I would bet that you know a little about the story of Hosea, that during a time in Israel’s history when they had abandoned God, he asked the prophet Hosea to marry a prostitute. In loving her faithfully, Hosea would allegorically demonstrate God’s relentless love to Israel despite her whoring (yes, the Bible even consistently uses that word) after other things besides the Lord God.
But then Hosea starts to have children, and just as his marriage prophesied to the people of Israel, so did the names of his children – names like No Mercy and Not My People.
God tells Hosea to name one of the children Jezreel, saying “I will punish the house of Jehu for the blood of Jezreel” and “I will break the bow of Israel in the valley of Jezreel.”
I wondered about this, so I flipped back to 2 Kings 9-10, where we learn that Jezebel, one of the most wicked women in the Bible, as well as king Joram and king Ahaziah were murdered in revenge by Jehu in Jezreel. It’s one of those stories that make you wince and want to turn the page quick, yet you are forced to ask the question of why these accounts made it in the Bible.

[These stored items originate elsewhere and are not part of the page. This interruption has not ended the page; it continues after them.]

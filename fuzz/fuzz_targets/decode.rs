#![no_main]
use libfuzzer_sys::fuzz_target;
use exigram::options::{Alignment, ExiOptions};

fuzz_target!(|data: &[u8]| {
    // Beliebige Bytes: der Decoder darf nur Fehler liefern, nie paniken
    let _ = exigram::decode(data, None);

    let aligned = ExiOptions::default().with_alignment(Alignment::ByteAlignment);
    let _ = exigram::decoder::decode_with_options(data, &aligned, None);
});
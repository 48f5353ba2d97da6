#![no_main]
use libfuzzer_sys::fuzz_target;

fuzz_target!(|data: &[u8]| {
    let mut reader = exigram::bitstream::BitReader::new(data);
    if let Ok(options) = exigram::options_codec::decode(&mut reader) {
        // Dekodierte Options müssen sich wieder kodieren lassen
        let mut writer = exigram::bitstream::BitWriter::new();
        assert!(exigram::options_codec::encode(&mut writer, &options).is_ok());
    }
});
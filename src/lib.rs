//! exigram – EXI 1.0 (W3C Second Edition) codec with grammar learning
//!
//! Encodiert XML-Event-Sequenzen in einen kompakten EXI Bitstream und
//! zurück. Ohne Schema lernen die Built-in Grammars während des Codings;
//! mit Schema ([`xsd::compile_schema`]) werden Werte typisiert kodiert.
//!
//! # Beispiel
//!
//! ```
//! use std::rc::Rc;
//! use exigram::{ExiEvent, ExiOptions, QName};
//! use exigram::encoder::encode;
//! use exigram::decoder::decode;
//!
//! // Encode
//! let events = vec![
//!     ExiEvent::StartDocument,
//!     ExiEvent::StartElement(Rc::new(QName::new("", "greeting"))),
//!     ExiEvent::text("Hello"),
//!     ExiEvent::EndElement,
//!     ExiEvent::EndDocument,
//! ];
//! let bytes = encode(&events, &ExiOptions::default(), None).unwrap();
//!
//! // Decode
//! let decoded = decode(&bytes, None).unwrap();
//! assert_eq!(decoded, events);
//! ```
//!
//! Schema-informed:
//!
//! ```
//! use exigram::{decode, encode, parse_xml_events, ExiOptions};
//! use exigram::xsd::compile_schema;
//!
//! let schema = compile_schema(
//!     r#"<xs:schema xmlns:xs="http://www.w3.org/2001/XMLSchema">
//!          <xs:element name="n" type="xs:int"/>
//!        </xs:schema>"#,
//! )
//! .unwrap()
//! .into_rc();
//! let events = parse_xml_events("<n>42</n>", &ExiOptions::default()).unwrap();
//! let bytes = encode(&events, &ExiOptions::default(), Some(schema.clone())).unwrap();
//! let decoded = decode(&bytes, Some(schema)).unwrap();
//! assert_eq!(decoded.len(), events.len());
//! ```

pub mod binary;
pub mod bit_width;
pub mod bitstream;
pub mod boolean;
pub mod datetime;
pub mod decimal;
pub mod decoder;
pub mod encoder;
pub mod error;
pub mod event;
pub mod event_code;
pub mod float;
pub mod grammar;
pub mod header;
pub mod integer;
pub mod n_bit_unsigned_integer;
pub mod options;
pub mod options_codec;
pub mod proto_grammar;
pub mod qname;
pub mod schema;
pub mod stream;
pub mod string;
pub mod string_table;
pub mod undeclared;
pub mod unsigned_integer;
pub mod value;
pub mod xml;
pub mod xsd;

pub use error::{Error, Result};

/// HashMap mit ahash (schneller, nicht DoS-resistent, nur für interne Datenstrukturen).
pub(crate) type FastHashMap<K, V> = hashbrown::HashMap<K, V, ahash::RandomState>;

/// HashSet mit ahash.
pub(crate) type FastHashSet<K> = hashbrown::HashSet<K, ahash::RandomState>;

/// IndexMap mit ahash (deterministische Iteration + schnelles Hashing).
pub(crate) type FastIndexMap<K, V> = indexmap::IndexMap<K, V, ahash::RandomState>;

// Public API: Events
pub use event::{AtContent, ContentHandler, DtContent, EventCollector, ExiEvent, HandlerControl, NsContent, PiContent};

// Public API: Options
pub use options::{Alignment, EncoderConfig, ExiOptions, Preserve, SchemaId};

// Public API: Header
pub use header::ExiHeader;

// Public API: Encoder/Decoder
pub use decoder::{decode, decode_with_handler, decode_with_options, DecodeOutcome, Decoder};
pub use encoder::{encode, encode_with_config, Encoder};

// Public API: Types
pub use qname::QName;
pub use schema::Schema;
pub use value::{Value, ValueType};

// Public API: XSD/XML
pub use xml::parse_xml_events;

Well apparently God remembered the horror that happened in Jezreel, and he was not pleased by the blood that was spilled and the revenge that was executed. I can’t help but wonder about Jezreel. What was it like, like before it became known as such a foul place? Was it a quiet town, a bustling city? Did a brook babble through it, a place where children play or shepherds bring their flocks for a drink? I’m sure God never designed it to be a place of such disgust and destruction, but sin had ruled and ruined the place called Jezreel. And Hosea got to name his child Jezreel to remind everyone of it.
As the book of Hosea unfolds, he confronts the nation of Israel with their rejection of God and his commands, calling them to turn back to the Lord and seek him again. And amidst all the prophesy of Hosea that recounts Israel’s evil deeds, he also reminds them of God’s promise to them:
“I will allure her, and bring her into the wilderness and speak tenderly to her.” (Hosea 2:14)
Israel’s response to God was rejection and adultery, but his response to them was unfailing love and relentless pursuit. Even after all her forgetfulness and rebellion and even hatred towards him, he wanted to woo her back to him. He says “I will betroth you to me in faithfulness, and you shall know the Lord.” (Hosea 2:20)
And then, wrapped in romantic imagery of the Lord betrothing Israel to himself, the name Jezreel reappears…
“In that day I will answer, declares the Lord…and the earth shall answer the grain, the wine, and the oil, and they shall answer Jezreel.”
Wait, Jezreel? The same Jezreel where blood was shed? And there, in a little footnote, we see the real meaning of the word, Jezreel: God will sow.
Jezreel doesn’t mean “city of sin and rebellion” like one might think, like I originally thought. Jezreel means God will sow.
Beautiful, isn’t it? That means that even in the place where Jezebel sinned and Jehu sought revenge, God was sowing. It means that even when a son was born to a prostitute, his name meant God will sow. It means that even when Israel abandoned the Lord and went after other gods, The Lord God sows. And when the people of Israel turn back to God and fall into his faithful love and forgiveness, they will look back on every awful thing they did towards God in the past, and their response will be, “The Lord sows.” Even the grain and oil and the whole earth will cry out, Jezreel, God will sow.
The Lord still sows. But sowing involves the breaking up of hard soil, the tearing up of a field, the breaking down of old things to make room for new things to grow. Sowing requires dying. The seed must be dead and buried to produce new life. And after the sowing, there is a time of waiting and watering and wondering if anything good will ever spring up.
When you wonder if anything good will ever spring up, remember the promise. Jezreel. The Lord will sow.
Even in your rebellious places, in the places where blood was spilled or where all was lost, in the moments of desperation or darkness, or when God demands something hard of your family or children like Hosea, remember the promise. When you are in that place, just call it Jezreel, the Lord will sow.
And when you turn and look towards God, you will see that he was alluring you all along. He was loving you faithfully, and he always will. And perhaps that’s the seed that he sows everywhere he goes, and that’s the seed that will spring up and produce fruit in Jezreel.